*** Entries supplied ***

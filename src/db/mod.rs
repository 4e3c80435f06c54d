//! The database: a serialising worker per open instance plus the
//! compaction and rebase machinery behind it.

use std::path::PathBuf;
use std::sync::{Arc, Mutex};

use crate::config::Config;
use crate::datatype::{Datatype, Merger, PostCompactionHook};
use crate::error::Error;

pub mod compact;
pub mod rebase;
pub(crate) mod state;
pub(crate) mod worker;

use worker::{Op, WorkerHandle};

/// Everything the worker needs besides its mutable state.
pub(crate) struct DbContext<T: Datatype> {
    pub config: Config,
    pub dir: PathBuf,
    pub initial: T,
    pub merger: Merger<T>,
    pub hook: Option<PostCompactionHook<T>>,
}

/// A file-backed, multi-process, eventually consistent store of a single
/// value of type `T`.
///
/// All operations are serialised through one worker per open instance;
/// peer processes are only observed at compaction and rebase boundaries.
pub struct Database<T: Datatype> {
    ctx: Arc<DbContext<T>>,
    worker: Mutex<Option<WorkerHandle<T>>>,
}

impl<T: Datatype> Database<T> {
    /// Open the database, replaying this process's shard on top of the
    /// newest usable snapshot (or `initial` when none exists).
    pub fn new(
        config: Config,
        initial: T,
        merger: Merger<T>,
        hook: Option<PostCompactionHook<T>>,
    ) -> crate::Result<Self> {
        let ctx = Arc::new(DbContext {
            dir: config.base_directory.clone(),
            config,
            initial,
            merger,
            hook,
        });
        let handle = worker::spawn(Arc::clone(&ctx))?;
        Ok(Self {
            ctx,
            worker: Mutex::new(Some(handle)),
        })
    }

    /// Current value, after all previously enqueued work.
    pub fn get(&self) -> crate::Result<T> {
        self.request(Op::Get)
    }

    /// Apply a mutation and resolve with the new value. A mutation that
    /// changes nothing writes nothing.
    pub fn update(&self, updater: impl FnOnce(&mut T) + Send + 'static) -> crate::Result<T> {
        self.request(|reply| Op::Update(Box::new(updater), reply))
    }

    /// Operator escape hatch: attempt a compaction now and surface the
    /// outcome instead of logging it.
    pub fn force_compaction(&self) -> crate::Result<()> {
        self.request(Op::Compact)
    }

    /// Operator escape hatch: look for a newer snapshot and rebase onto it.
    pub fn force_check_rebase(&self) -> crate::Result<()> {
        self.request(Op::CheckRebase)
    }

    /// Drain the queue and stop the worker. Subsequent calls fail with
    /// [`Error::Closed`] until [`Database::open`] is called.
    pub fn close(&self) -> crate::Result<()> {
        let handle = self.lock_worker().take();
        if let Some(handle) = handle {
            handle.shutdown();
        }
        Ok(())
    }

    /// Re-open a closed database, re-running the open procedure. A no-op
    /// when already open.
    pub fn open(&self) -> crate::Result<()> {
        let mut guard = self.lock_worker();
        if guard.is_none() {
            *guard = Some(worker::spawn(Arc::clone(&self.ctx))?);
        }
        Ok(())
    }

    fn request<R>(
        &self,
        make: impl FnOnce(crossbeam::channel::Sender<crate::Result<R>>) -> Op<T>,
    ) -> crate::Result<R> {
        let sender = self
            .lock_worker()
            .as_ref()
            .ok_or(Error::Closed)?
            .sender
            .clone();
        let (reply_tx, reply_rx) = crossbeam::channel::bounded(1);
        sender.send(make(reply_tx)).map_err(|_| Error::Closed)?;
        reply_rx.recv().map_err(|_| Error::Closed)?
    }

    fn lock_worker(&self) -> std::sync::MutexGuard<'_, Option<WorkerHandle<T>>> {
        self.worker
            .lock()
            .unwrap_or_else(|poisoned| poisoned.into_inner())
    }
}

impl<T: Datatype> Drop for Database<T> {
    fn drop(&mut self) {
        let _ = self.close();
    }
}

***
*** Entries supplied ***

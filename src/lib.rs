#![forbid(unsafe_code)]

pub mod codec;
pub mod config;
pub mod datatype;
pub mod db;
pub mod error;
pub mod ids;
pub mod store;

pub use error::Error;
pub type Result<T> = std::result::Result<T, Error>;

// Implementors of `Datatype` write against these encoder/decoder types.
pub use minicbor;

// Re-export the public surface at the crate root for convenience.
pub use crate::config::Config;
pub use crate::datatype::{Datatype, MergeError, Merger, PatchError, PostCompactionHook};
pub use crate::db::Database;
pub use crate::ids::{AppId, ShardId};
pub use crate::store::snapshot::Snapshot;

***
*** Entries supplied ***

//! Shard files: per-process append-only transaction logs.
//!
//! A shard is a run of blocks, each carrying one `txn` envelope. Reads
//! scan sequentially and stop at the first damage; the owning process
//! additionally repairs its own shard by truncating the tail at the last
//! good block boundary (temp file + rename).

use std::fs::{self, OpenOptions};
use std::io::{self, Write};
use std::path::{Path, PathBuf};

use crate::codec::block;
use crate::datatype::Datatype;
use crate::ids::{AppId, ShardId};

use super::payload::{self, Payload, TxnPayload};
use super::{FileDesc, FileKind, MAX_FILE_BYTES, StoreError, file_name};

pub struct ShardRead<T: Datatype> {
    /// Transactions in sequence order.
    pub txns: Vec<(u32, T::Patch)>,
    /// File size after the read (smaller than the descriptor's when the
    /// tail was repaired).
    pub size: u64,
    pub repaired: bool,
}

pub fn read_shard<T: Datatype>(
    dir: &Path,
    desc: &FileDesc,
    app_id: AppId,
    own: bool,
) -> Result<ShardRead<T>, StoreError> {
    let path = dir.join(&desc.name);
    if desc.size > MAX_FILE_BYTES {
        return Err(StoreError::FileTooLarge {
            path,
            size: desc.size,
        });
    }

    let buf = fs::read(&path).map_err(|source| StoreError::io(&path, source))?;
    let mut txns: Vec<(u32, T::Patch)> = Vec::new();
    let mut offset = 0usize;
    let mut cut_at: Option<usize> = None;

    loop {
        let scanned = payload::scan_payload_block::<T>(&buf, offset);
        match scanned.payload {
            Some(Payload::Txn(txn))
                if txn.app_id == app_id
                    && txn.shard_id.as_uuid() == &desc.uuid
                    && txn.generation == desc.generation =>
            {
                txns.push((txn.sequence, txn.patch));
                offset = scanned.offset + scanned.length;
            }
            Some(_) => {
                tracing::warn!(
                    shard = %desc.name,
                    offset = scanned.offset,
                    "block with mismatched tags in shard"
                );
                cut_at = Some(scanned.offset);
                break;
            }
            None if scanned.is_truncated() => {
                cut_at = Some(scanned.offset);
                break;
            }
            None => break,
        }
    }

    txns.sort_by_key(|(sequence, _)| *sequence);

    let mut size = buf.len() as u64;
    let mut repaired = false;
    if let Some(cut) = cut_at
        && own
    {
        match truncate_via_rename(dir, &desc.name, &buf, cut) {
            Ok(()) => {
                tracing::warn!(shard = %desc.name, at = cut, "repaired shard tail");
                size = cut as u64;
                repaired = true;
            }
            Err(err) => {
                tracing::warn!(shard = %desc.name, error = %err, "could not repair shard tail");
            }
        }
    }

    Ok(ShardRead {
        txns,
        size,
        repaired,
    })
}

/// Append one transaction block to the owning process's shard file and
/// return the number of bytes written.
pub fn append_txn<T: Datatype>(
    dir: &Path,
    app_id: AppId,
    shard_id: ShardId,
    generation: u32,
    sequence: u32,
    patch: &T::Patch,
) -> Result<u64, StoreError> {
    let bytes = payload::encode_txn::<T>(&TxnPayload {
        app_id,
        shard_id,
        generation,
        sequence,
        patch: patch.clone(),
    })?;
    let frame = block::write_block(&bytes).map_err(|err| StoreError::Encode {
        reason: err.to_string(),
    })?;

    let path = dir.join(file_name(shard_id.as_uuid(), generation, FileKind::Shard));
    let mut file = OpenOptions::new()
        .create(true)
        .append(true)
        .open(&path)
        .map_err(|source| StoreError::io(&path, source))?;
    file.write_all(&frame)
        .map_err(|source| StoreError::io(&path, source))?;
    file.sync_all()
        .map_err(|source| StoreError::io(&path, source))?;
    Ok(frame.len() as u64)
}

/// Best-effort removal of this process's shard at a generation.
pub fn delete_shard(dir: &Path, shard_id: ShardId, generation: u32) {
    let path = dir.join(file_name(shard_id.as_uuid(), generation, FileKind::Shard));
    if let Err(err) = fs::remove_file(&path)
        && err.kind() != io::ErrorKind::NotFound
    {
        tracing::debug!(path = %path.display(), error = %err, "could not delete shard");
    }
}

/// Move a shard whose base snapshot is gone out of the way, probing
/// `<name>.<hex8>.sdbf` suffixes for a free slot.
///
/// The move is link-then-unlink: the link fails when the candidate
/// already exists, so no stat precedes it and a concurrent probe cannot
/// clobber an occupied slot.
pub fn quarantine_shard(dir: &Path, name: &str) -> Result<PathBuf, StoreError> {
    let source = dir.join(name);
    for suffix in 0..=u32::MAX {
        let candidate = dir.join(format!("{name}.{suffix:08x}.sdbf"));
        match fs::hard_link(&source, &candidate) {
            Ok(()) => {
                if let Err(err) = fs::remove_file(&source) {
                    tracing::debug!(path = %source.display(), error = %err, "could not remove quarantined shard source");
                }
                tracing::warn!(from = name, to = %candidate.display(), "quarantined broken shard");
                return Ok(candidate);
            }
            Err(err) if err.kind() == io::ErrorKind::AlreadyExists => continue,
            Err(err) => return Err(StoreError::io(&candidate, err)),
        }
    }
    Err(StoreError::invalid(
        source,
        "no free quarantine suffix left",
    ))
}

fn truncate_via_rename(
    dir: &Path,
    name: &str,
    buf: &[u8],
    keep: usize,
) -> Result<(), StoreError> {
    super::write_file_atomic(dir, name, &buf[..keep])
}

***

Task requirements:
Scan the material above for the string "after", and copy every line where it is found.

Reply:
    /// Current value, after all previously enqueued work.
    /// File size after the read (smaller than the descriptor's when the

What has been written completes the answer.